Guardando la carta, una domanda sorge spontanea: dov’è l’acqua? A questo punto Cléments fa calare dal cielo un grande oceano, che si poggia in forma di risaie sul nostro Continente Speculativo. Riconosciamo dunque il Continente Speculativo come possibile, o per lo meno come una delle possibilità racchiuse in potenza dalla nostra Terra.

Viene quindi naturale chiedersi come l’uomo si muoverebbe in questa nuova organizzazione climatica. Nel momento in cui vediamo stravolgere i confini conosciuti in questa nuova configurazione dei continenti, ci è impossibile non pensare a come di conseguenza cambieremmo noi, aprendo così il gioco a fantasiose speculazioni morali. Quello del bioma è infatti un gioco di possibilità, che si diverte a farci riprogrammare soluzioni con gli elementi che già abbiamo per approcciare quelli ancora sconosciuti.

Innanzitutto, la nuova configurazione delle acque ci dovrebbe far necessariamente ripensare a come gestiremmo le risorse. Se tutta l’acqua di cui disponiamo per far sopravvivere il pianeta (e noi stessi) esistesse soltanto sotto forma di riserva, come ci comporteremmo? La nostra idea di cura cambierebbe se sul suo esercizio si fondasse l’intero equilibrio della sopravvivenza?

Quello del bioma è un gioco di possibilità, che si diverte a farci riprogrammare soluzioni con gli elementi che già abbiamo per approcciare quelli ancora sconosciuti.

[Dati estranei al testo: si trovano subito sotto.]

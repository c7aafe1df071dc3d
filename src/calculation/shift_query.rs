//! Shift filtering and running statistics for shift listings.

use chrono::NaiveDate;
use rust_decimal::Decimal;
use serde::{Deserialize, Serialize};
use tracing::warn;

use crate::models::Shift;

use super::shift_calculator::{calculate_recorded_shift, round_to_cents};

/// Filter criteria for a shift listing. Every criterion is optional.
#[derive(Debug, Clone, Default, PartialEq, Eq, Serialize, Deserialize)]
pub struct ShiftQuery {
    /// Earliest date to include.
    #[serde(default)]
    pub from: Option<NaiveDate>,
    /// Latest date to include.
    #[serde(default)]
    pub to: Option<NaiveDate>,
    /// Only shifts of this employee.
    #[serde(default)]
    pub employee_id: Option<u64>,
    /// Case-insensitive substring of the notes.
    #[serde(default)]
    pub search: Option<String>,
}

impl ShiftQuery {
    /// Returns true if the shift passes every criterion.
    ///
    /// Soft-deleted shifts never match. A shift without a date fails any
    /// date bound.
    pub fn matches(&self, shift: &Shift) -> bool {
        if !shift.is_active() {
            return false;
        }
        if let Some(from) = self.from {
            if shift.date.is_none_or(|d| d < from) {
                return false;
            }
        }
        if let Some(to) = self.to {
            if shift.date.is_none_or(|d| d > to) {
                return false;
            }
        }
        if let Some(employee_id) = self.employee_id {
            if shift.employee_id != Some(employee_id) {
                return false;
            }
        }
        match self.search.as_deref().map(str::trim) {
            Some(needle) if !needle.is_empty() => {
                let needle = needle.to_lowercase();
                shift
                    .notes
                    .as_deref()
                    .is_some_and(|notes| notes.to_lowercase().contains(&needle))
            }
            _ => true,
        }
    }

    /// Returns the matching shifts, newest first.
    ///
    /// Ordered by date descending, then start time descending. Shifts
    /// without a date sort last.
    ///
    /// # Examples
    ///
    /// ```
    /// use shift_payroll::calculation::ShiftQuery;
    ///
    /// let query = ShiftQuery::default();
    /// assert!(query.apply(&[]).is_empty());
    /// ```
    pub fn apply(&self, shifts: &[Shift]) -> Vec<Shift> {
        let mut matching: Vec<Shift> = shifts.iter().filter(|s| self.matches(s)).cloned().collect();
        matching.sort_by(|a, b| {
            b.date
                .cmp(&a.date)
                .then_with(|| b.start_time.cmp(&a.start_time))
        });
        matching
    }
}

/// Totals shown beneath a shift listing.
#[derive(Debug, Clone, PartialEq, Eq, Serialize, Deserialize)]
pub struct ShiftStatistics {
    /// Number of shifts listed.
    pub record_count: usize,
    /// Sum of worked hours.
    pub total_hours: Decimal,
    /// Sum of `hours * hourly_rate` per shift.
    pub total_amount: Decimal,
}

impl ShiftStatistics {
    /// Collects statistics over a set of shifts.
    ///
    /// A shift's hours are its cached `work_hours`, or calculated from its
    /// times when not cached, or zero. A missing rate counts as zero. A
    /// shift whose figures would overflow the totals is listed but adds
    /// nothing.
    pub fn collect(shifts: &[Shift]) -> Self {
        let mut total_hours = Decimal::ZERO;
        let mut total_amount = Decimal::ZERO;

        for shift in shifts {
            let hours = shift
                .work_hours
                .or_else(|| calculate_recorded_shift(shift).map(|c| c.work_hours))
                .unwrap_or(Decimal::ZERO);
            let rate = Decimal::from(shift.hourly_rate.unwrap_or(0));
            let totals = hours.checked_mul(rate).and_then(|amount| {
                total_hours
                    .checked_add(hours)
                    .zip(total_amount.checked_add(round_to_cents(amount)))
            });
            match totals {
                Some((hours, amount)) => {
                    total_hours = hours;
                    total_amount = amount;
                }
                None => warn!(shift_id = shift.id, "Shift figures overflow listing totals"),
            }
        }

        Self {
            record_count: shifts.len(),
            total_hours: round_to_cents(total_hours),
            total_amount: round_to_cents(total_amount),
        }
    }
}

#[cfg(test)]
mod tests {
    use super::*;
    use chrono::NaiveTime;
    use std::str::FromStr;

    fn dec(s: &str) -> Decimal {
        Decimal::from_str(s).unwrap()
    }

    fn make_date(date_str: &str) -> NaiveDate {
        NaiveDate::parse_from_str(date_str, "%Y-%m-%d").unwrap()
    }

    fn make_shift(id: u64, employee_id: u64, date: &str, start: u32, notes: Option<&str>) -> Shift {
        Shift {
            id,
            employee_id: Some(employee_id),
            workplace_id: Some(1),
            date: Some(make_date(date)),
            start_time: NaiveTime::from_hms_opt(start, 0, 0),
            end_time: NaiveTime::from_hms_opt(start + 4, 0, 0),
            break_minutes: Some(0),
            hourly_rate: Some(300),
            work_hours: None,
            total_earned: None,
            notes: notes.map(str::to_string),
            is_deleted: false,
        }
    }

    fn sample_shifts() -> Vec<Shift> {
        vec![
            make_shift(1, 1, "2026-01-05", 9, Some("Opening shift")),
            make_shift(2, 2, "2026-01-06", 9, None),
            make_shift(3, 1, "2026-01-06", 14, Some("stocktake")),
            make_shift(4, 1, "2026-02-01", 9, None),
        ]
    }

    fn ids(shifts: &[Shift]) -> Vec<u64> {
        shifts.iter().map(|s| s.id).collect()
    }

    #[test]
    fn test_default_query_lists_everything_newest_first() {
        let result = ShiftQuery::default().apply(&sample_shifts());
        assert_eq!(ids(&result), vec![4, 3, 2, 1]);
    }

    #[test]
    fn test_date_bounds_are_inclusive() {
        let query = ShiftQuery {
            from: Some(make_date("2026-01-06")),
            to: Some(make_date("2026-01-31")),
            ..Default::default()
        };
        assert_eq!(ids(&query.apply(&sample_shifts())), vec![3, 2]);
    }

    #[test]
    fn test_undated_shift_fails_date_bound() {
        let mut shift = make_shift(9, 1, "2026-01-06", 9, None);
        shift.date = None;
        let query = ShiftQuery {
            from: Some(make_date("2026-01-01")),
            ..Default::default()
        };
        assert!(!query.matches(&shift));
        assert!(ShiftQuery::default().matches(&shift));
    }

    #[test]
    fn test_employee_filter() {
        let query = ShiftQuery {
            employee_id: Some(2),
            ..Default::default()
        };
        assert_eq!(ids(&query.apply(&sample_shifts())), vec![2]);
    }

    #[test]
    fn test_search_is_case_insensitive() {
        let query = ShiftQuery {
            search: Some("  OPENING ".to_string()),
            ..Default::default()
        };
        assert_eq!(ids(&query.apply(&sample_shifts())), vec![1]);
    }

    #[test]
    fn test_blank_search_matches_all() {
        let query = ShiftQuery {
            search: Some("   ".to_string()),
            ..Default::default()
        };
        assert_eq!(query.apply(&sample_shifts()).len(), 4);
    }

    #[test]
    fn test_deleted_shifts_are_hidden() {
        let mut shifts = sample_shifts();
        shifts[0].is_deleted = true;
        assert_eq!(ids(&ShiftQuery::default().apply(&shifts)), vec![4, 3, 2]);
    }

    #[test]
    fn test_statistics_over_listing() {
        let stats = ShiftStatistics::collect(&sample_shifts());
        assert_eq!(stats.record_count, 4);
        assert_eq!(stats.total_hours, dec("16.00"));
        assert_eq!(stats.total_amount, dec("4800.00"));
    }

    #[test]
    fn test_statistics_prefers_cached_hours() {
        let mut shift = make_shift(1, 1, "2026-01-05", 9, None);
        shift.work_hours = Some(dec("2.5"));
        let stats = ShiftStatistics::collect(&[shift]);
        assert_eq!(stats.total_hours, dec("2.50"));
        assert_eq!(stats.total_amount, dec("750.00"));
    }

    #[test]
    fn test_statistics_missing_rate_counts_zero_amount() {
        let mut shift = make_shift(1, 1, "2026-01-05", 9, None);
        shift.hourly_rate = None;
        shift.work_hours = Some(dec("4"));
        let stats = ShiftStatistics::collect(&[shift]);
        assert_eq!(stats.total_hours, dec("4.00"));
        assert_eq!(stats.total_amount, dec("0"));
    }

    #[test]
    fn test_statistics_skip_overflowing_shift() {
        let mut huge = make_shift(1, 1, "2026-01-05", 9, None);
        huge.work_hours = Some(Decimal::MAX);
        let shifts = vec![huge, make_shift(2, 1, "2026-01-06", 9, None)];

        let stats = ShiftStatistics::collect(&shifts);

        assert_eq!(stats.record_count, 2);
        assert_eq!(stats.total_hours, dec("4.00"));
        assert_eq!(stats.total_amount, dec("1200.00"));
    }

    #[test]
    fn test_statistics_empty() {
        let stats = ShiftStatistics::collect(&[]);
        assert_eq!(stats.record_count, 0);
        assert_eq!(stats.total_hours.to_string(), "0.00");
        assert_eq!(stats.total_amount.to_string(), "0.00");
    }
}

Dovremmo quindi mettere in discussione anche il nostro ruolo di abitanti e cittadini del continente biocompatibile. La nostra idea di confine si allargherebbe e confonderebbe, diramandosi verso terre e mari anche molto lontani da quelli che comunemente consideriamo casa. Guardandola, la forma del Continente Speculativo ci appare simile a quella di un corpo. Sembra suggerirci che potrebbero essere le sensazioni corporee che proviamo rispetto un determinato clima, l’embrione di una nuova base culturale.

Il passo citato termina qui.